HIV-related thrombocytopenic purpura: a study of 24 cases.

In this paper we review our experience with HIV-related thrombocytopenic purpura (TP) in 24 patients seen from October, 1985 through April, 1988: the median follow-up was 16 months (range 3-32). All patients belonged to risk groups for AIDS and intravenous drug abusers represented 83% of the entire cohort. The male/female ratio was 4, and most of the patients were Walter Reed stage 3. The mean value of platelets at diagnosis was 33 x 10(9)/liter (range 6-120), and half of the patients had severe thrombocytopenia with hemorrhagic symptoms. Anemia and/or neutropenia were concomitant with TP in 21% and 17% of cases; four cases had pancytopenia. Marrow pictures showed megakaryocytic hyperplasia in 68% of cases; myelodysplasia or hypoplasia were observed in 14% and 18% of patients, respectively; lymphoid aggregates were present in two cases. Antiplatelet antibodies and circulating immune complexes were detected in 40% and 50% of cases, and the mean T4/T8 ratio was 0.9 (range 0.4-1.8). Half of the patients did not require specific therapy due to lack of bleeding; however no spontaneous reversions to normal platelet values occurred.
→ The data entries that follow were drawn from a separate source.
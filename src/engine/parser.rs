//! nom-based parser for translated statement lines.
//!
//! One statement per line; a trailing `;` is accepted and ignored so that
//! verbatim interop lines without terminators still parse.

use nom::{
    branch::alt,
    bytes::complete::tag,
    character::complete::{alpha1, alphanumeric1, char, digit1, multispace0, none_of},
    combinator::{all_consuming, map, map_res, not, opt, recognize, value},
    error::VerboseError,
    multi::many0,
    sequence::{delimited, pair, preceded, terminated, tuple},
    Finish, IResult,
};

use crate::engine::ast::{BinOp, Expr, Stmt, UnaryOp};

pub type ParseResult<'a, T> = IResult<&'a str, T, VerboseError<&'a str>>;

/// Parses one translated line into a statement. The caller strips blank
/// lines; the terminator is optional here.
pub fn parse_line(line: &str) -> Result<Stmt, String> {
    let trimmed = line.trim().trim_end_matches(';').trim_end();
    all_consuming(terminated(parse_stmt, multispace0))(trimmed)
        .finish()
        .map(|(_, stmt)| stmt)
        .map_err(|_| format!("invalid statement: '{}'", line.trim()))
}

fn parse_stmt(input: &str) -> ParseResult<'_, Stmt> {
    let (input, _) = multispace0(input)?;
    alt((parse_print, parse_assign, map(parse_expr, Stmt::Expr)))(input)
}

/// `print ( expr )`
fn parse_print(input: &str) -> ParseResult<'_, Stmt> {
    let (input, _) = tag("print")(input)?;
    let (input, _) = multispace0(input)?;
    let (input, expr) = delimited(
        pair(char('('), multispace0),
        parse_expr,
        pair(multispace0, char(')')),
    )(input)?;
    Ok((input, Stmt::Print(expr)))
}

/// `place = expr`, where `=` must not begin `==`.
fn parse_assign(input: &str) -> ParseResult<'_, Stmt> {
    let (input, name) = parse_place(input)?;
    let (input, _) = multispace0(input)?;
    let (input, _) = char('=')(input)?;
    let (input, _) = not(char('='))(input)?;
    let (input, _) = multispace0(input)?;
    let (input, value) = parse_expr(input)?;
    Ok((input, Stmt::Assign { name, value }))
}

/// `ident` or `this.ident`; both resolve to the bare field name.
fn parse_place(input: &str) -> ParseResult<'_, String> {
    let (input, _) = opt(terminated(tag("this"), char('.')))(input)?;
    let (input, name) = parse_identifier(input)?;
    Ok((input, name))
}

fn parse_identifier(input: &str) -> ParseResult<'_, String> {
    map(
        recognize(pair(
            alt((alpha1, tag("_"))),
            many0(alt((alphanumeric1, tag("_")))),
        )),
        |s: &str| s.to_string(),
    )(input)
}

pub fn parse_expr(input: &str) -> ParseResult<'_, Expr> {
    parse_comparison(input)
}

fn parse_comparison(input: &str) -> ParseResult<'_, Expr> {
    let (input, lhs) = parse_additive(input)?;
    let (input, rest) = opt(tuple((
        delimited(multispace0, comparison_op, multispace0),
        parse_additive,
    )))(input)?;
    Ok((
        input,
        match rest {
            Some((op, rhs)) => Expr::Binary {
                op,
                lhs: Box::new(lhs),
                rhs: Box::new(rhs),
            },
            None => lhs,
        },
    ))
}

fn comparison_op(input: &str) -> ParseResult<'_, BinOp> {
    alt((
        value(BinOp::Eq, tag("==")),
        value(BinOp::Ne, tag("!=")),
        value(BinOp::Le, tag("<=")),
        value(BinOp::Ge, tag(">=")),
        value(BinOp::Lt, tag("<")),
        value(BinOp::Gt, tag(">")),
    ))(input)
}

fn parse_additive(input: &str) -> ParseResult<'_, Expr> {
    let (input, first) = parse_term(input)?;
    let (input, rest) = many0(tuple((
        delimited(
            multispace0,
            alt((value(BinOp::Add, char('+')), value(BinOp::Sub, char('-')))),
            multispace0,
        ),
        parse_term,
    )))(input)?;
    Ok((input, fold_binary(first, rest)))
}

fn parse_term(input: &str) -> ParseResult<'_, Expr> {
    let (input, first) = parse_unary(input)?;
    let (input, rest) = many0(tuple((
        delimited(
            multispace0,
            alt((
                value(BinOp::Mul, char('*')),
                value(BinOp::Div, char('/')),
                value(BinOp::Mod, char('%')),
            )),
            multispace0,
        ),
        parse_unary,
    )))(input)?;
    Ok((input, fold_binary(first, rest)))
}

fn fold_binary(first: Expr, rest: Vec<(BinOp, Expr)>) -> Expr {
    rest.into_iter().fold(first, |lhs, (op, rhs)| Expr::Binary {
        op,
        lhs: Box::new(lhs),
        rhs: Box::new(rhs),
    })
}

fn parse_unary(input: &str) -> ParseResult<'_, Expr> {
    alt((
        map(
            preceded(pair(char('-'), multispace0), parse_unary),
            |operand| Expr::Unary {
                op: UnaryOp::Neg,
                operand: Box::new(operand),
            },
        ),
        map(
            preceded(pair(char('!'), multispace0), parse_unary),
            |operand| Expr::Unary {
                op: UnaryOp::Not,
                operand: Box::new(operand),
            },
        ),
        parse_primary,
    ))(input)
}

fn parse_primary(input: &str) -> ParseResult<'_, Expr> {
    alt((
        parse_number,
        map(parse_string_literal, Expr::Str),
        delimited(
            pair(char('('), multispace0),
            parse_expr,
            pair(multispace0, char(')')),
        ),
        parse_var_or_bool,
    ))(input)
}

/// Integer or float literal; the decimal point decides which. A literal
/// that does not fit its type is a parse error, not a truncated value.
fn parse_number(input: &str) -> ParseResult<'_, Expr> {
    map_res(
        recognize(pair(digit1, opt(preceded(char('.'), digit1)))),
        |text: &str| -> Result<Expr, String> {
            if text.contains('.') {
                text.parse().map(Expr::Float).map_err(|e| e.to_string())
            } else {
                text.parse().map(Expr::Int).map_err(|e| e.to_string())
            }
        },
    )(input)
}

/// Parse string literals with proper escaping.
fn parse_string_literal(input: &str) -> ParseResult<'_, String> {
    delimited(
        char('"'),
        map(
            many0(alt((
                value('\n', tag("\\n")),
                value('\t', tag("\\t")),
                value('\\', tag("\\\\")),
                value('"', tag("\\\"")),
                none_of("\"\\"),
            ))),
            |chars| chars.into_iter().collect(),
        ),
        char('"'),
    )(input)
}

fn parse_var_or_bool(input: &str) -> ParseResult<'_, Expr> {
    let (input, name) = parse_place(input)?;
    let expr = match name.as_str() {
        "true" => Expr::Bool(true),
        "false" => Expr::Bool(false),
        _ => Expr::Var(name),
    };
    Ok((input, expr))
}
The response to steroids and to immunoglobulins (either high-dose or anti-D) was good but temporary, and required maintenance therapy. The 2-year actuarial risk of evolution into overt AIDS was 30%, with a crude rate of 4 cases over 365 person-months at risk. The events which determined AIDS were opportunistic infections in two cases, Kaposi's sarcoma and malignant lymphoma in the other two. A comparison with the features of idiopathic TP is made and hypotheses regarding the pathogenetic mechanisms are discussed.